A cavalo dado não se olha o dente, já eu sabia, mas subestimar
a fome dos bichos pode acarretar certos riscos.
A força do rejúbilo dos cavalos atirou-me ao chão e as
suas línguas compridas
começaram a deslizar na saliva pela terra fresca e a sugar minhocas do
tamanho de jibóias.
Minhocas tipo jibóias de cores tropicais que, a meu ver, poderiam facilmente
e a qualquer momento rodear-me o pescoço
e sufocar-me até me saltarem os olhos das órbitas.

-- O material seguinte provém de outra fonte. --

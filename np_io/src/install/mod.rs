//! Installer module for notpecl
//!
//! Composes the version resolver, the archive fetcher and the build
//! orchestrator into one pipeline per package:
//!
//! - `batch` - Bounded fan-out over many packages with first-error cancellation

mod batch;

use std::fmt;
use std::path::{Path, PathBuf};
use std::str::FromStr;
use std::sync::Arc;

use tracing::{debug, info};

use np_core::{Constraint, Error, Stability};

use crate::build::{BuildRequest, Builder};
use crate::fetch::ArchiveFetcher;
use crate::resolver::VersionResolver;
use crate::traits::ReleaseClient;

/// Number of processing units, or 1 when it cannot be determined.
pub fn default_parallelism() -> usize {
    std::thread::available_parallelism()
        .map(|n| n.get())
        .unwrap_or(1)
}

/// A package name with an optional version constraint, written
/// `name[:constraint]`.
#[derive(Debug, Clone, PartialEq, Eq)]
pub struct PackageSpec {
    pub name: String,
    pub constraint: String,
}

impl PackageSpec {
    pub fn new(name: impl Into<String>, constraint: impl Into<String>) -> Self {
        Self {
            name: name.into(),
            constraint: constraint.into(),
        }
    }
}

impl FromStr for PackageSpec {
    type Err = Error;

    fn from_str(s: &str) -> Result<Self, Self::Err> {
        let (name, constraint) = s.split_once(':').unwrap_or((s, "*"));
        let name = name.trim();
        let constraint = match constraint.trim() {
            "" => "*",
            other => other,
        };

        if name.is_empty() {
            return Err(Error::InvalidConstraint {
                constraint: s.to_string(),
                reason: "missing package name".to_string(),
            });
        }
        Constraint::parse(constraint)?;

        Ok(PackageSpec::new(name, constraint))
    }
}

impl fmt::Display for PackageSpec {
    fn fmt(&self, f: &mut fmt::Formatter<'_>) -> fmt::Result {
        if self.constraint == "*" {
            write!(f, "{}", self.name)
        } else {
            write!(f, "{}:{}", self.name, self.constraint)
        }
    }
}

#[derive(Debug, Clone, PartialEq, Eq)]
pub struct InstallOptions {
    /// Where release archives are unpacked
    pub download_dir: PathBuf,
    /// Staging root for `make install`
    pub install_dir: Option<PathBuf>,
    pub minimum_stability: Stability,
    /// Configure arguments passed to every package
    pub configure_args: Vec<String>,
    /// Parallel make jobs per package
    pub parallel: usize,
    /// Run `make clean` and remove the unpacked sources after installing
    pub cleanup: bool,
    /// Packages processed at once
    pub concurrency: usize,
}

impl InstallOptions {
    pub fn new(download_dir: impl Into<PathBuf>) -> Self {
        Self {
            download_dir: download_dir.into(),
            install_dir: None,
            minimum_stability: Stability::Stable,
            configure_args: Vec::new(),
            parallel: default_parallelism(),
            cleanup: true,
            concurrency: default_parallelism(),
        }
    }
}

#[derive(Debug, Clone, PartialEq, Eq)]
pub struct Downloaded {
    pub name: String,
    pub version: String,
    pub path: PathBuf,
}

#[derive(Debug, Clone, PartialEq, Eq)]
pub struct Installed {
    pub name: String,
    pub version: String,
    /// False when an already built module was reinstalled
    pub compiled: bool,
}

#[derive(Clone)]
pub struct Installer {
    resolver: VersionResolver,
    fetcher: ArchiveFetcher,
    builder: Builder,
}

impl Installer {
    pub fn new(client: Arc<dyn ReleaseClient>, builder: Builder) -> Self {
        Self {
            resolver: VersionResolver::new(Arc::clone(&client)),
            fetcher: ArchiveFetcher::new(client),
            builder,
        }
    }

    /// Resolve `spec` and unpack the chosen release.
    pub async fn download(
        &self,
        spec: &PackageSpec,
        options: &InstallOptions,
    ) -> Result<Downloaded, Error> {
        let version = self
            .resolver
            .resolve(&spec.name, &spec.constraint, options.minimum_stability)
            .await?;

        let path = self
            .fetcher
            .download(&spec.name, &version, &options.download_dir)
            .await?;

        info!(package = %spec.name, %version, path = %path.display(), "downloaded");
        Ok(Downloaded {
            name: spec.name.clone(),
            version,
            path,
        })
    }

    /// Resolve, download, build and install `spec`.
    pub async fn install(
        &self,
        spec: &PackageSpec,
        options: &InstallOptions,
    ) -> Result<Installed, Error> {
        let downloaded = self.download(spec, options).await?;
        let subject = format!("{} {}", downloaded.name, downloaded.version);

        let mut request = BuildRequest {
            source_dir: downloaded.path.clone(),
            install_dir: options.install_dir.clone(),
            manifest_path: downloaded.path.join("package.xml"),
            configure_args: options.configure_args.clone(),
            parallel: options.parallel,
            cleanup: options.cleanup,
        };

        let report = self
            .builder
            .build(&mut request)
            .await
            .map_err(|e| e.context("build", &subject))?;

        if options.cleanup {
            remove_sources(&downloaded.path).map_err(|e| e.context("clean up", &subject))?;
        }

        info!(package = %downloaded.name, version = %downloaded.version, "installed");
        Ok(Installed {
            name: downloaded.name,
            version: downloaded.version,
            compiled: report.compiled,
        })
    }

    /// Download every spec, at most `options.concurrency` at a time.
    /// Results follow the order of `specs`.
    pub async fn download_many(
        &self,
        specs: &[PackageSpec],
        options: &InstallOptions,
    ) -> Result<Vec<Downloaded>, Error> {
        let installer = self.clone();
        let options = Arc::new(options.clone());
        let concurrency = options.concurrency;

        batch::run(specs, concurrency, move |spec| {
            let installer = installer.clone();
            let options = Arc::clone(&options);
            async move { installer.download(&spec, &options).await }
        })
        .await
    }

    /// Install every spec, at most `options.concurrency` at a time.
    /// Results follow the order of `specs`.
    pub async fn install_many(
        &self,
        specs: &[PackageSpec],
        options: &InstallOptions,
    ) -> Result<Vec<Installed>, Error> {
        let installer = self.clone();
        let options = Arc::new(options.clone());
        let concurrency = options.concurrency;

        batch::run(specs, concurrency, move |spec| {
            let installer = installer.clone();
            let options = Arc::clone(&options);
            async move { installer.install(&spec, &options).await }
        })
        .await
    }
}

fn remove_sources(path: &Path) -> Result<(), Error> {
    std::fs::remove_dir_all(path).map_err(|e| Error::fs(path, e))?;
    debug!(path = %path.display(), "removed sources");
    Ok(())
}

Não sei porquê mas a idéia do vazio provocado pela ausência
dos meus olhos não me perturbou
porque logo de seguida fui invadido por uma sensação de sossego
e alívio
ao pensar que poderia bem colocar cenouras no seu lugar. Nas órbitas
portanto.
E isso descansou-me o espírito.
Talvez por ouvir desde miúdo que a cenoura tem vitamina A e faz bem aos
olhos.
Sim, talvez.
Vitamina nas órbitas. Com a autorização dos cavalos claro.
Hey, wassup Doc?
(Flávio Goulart)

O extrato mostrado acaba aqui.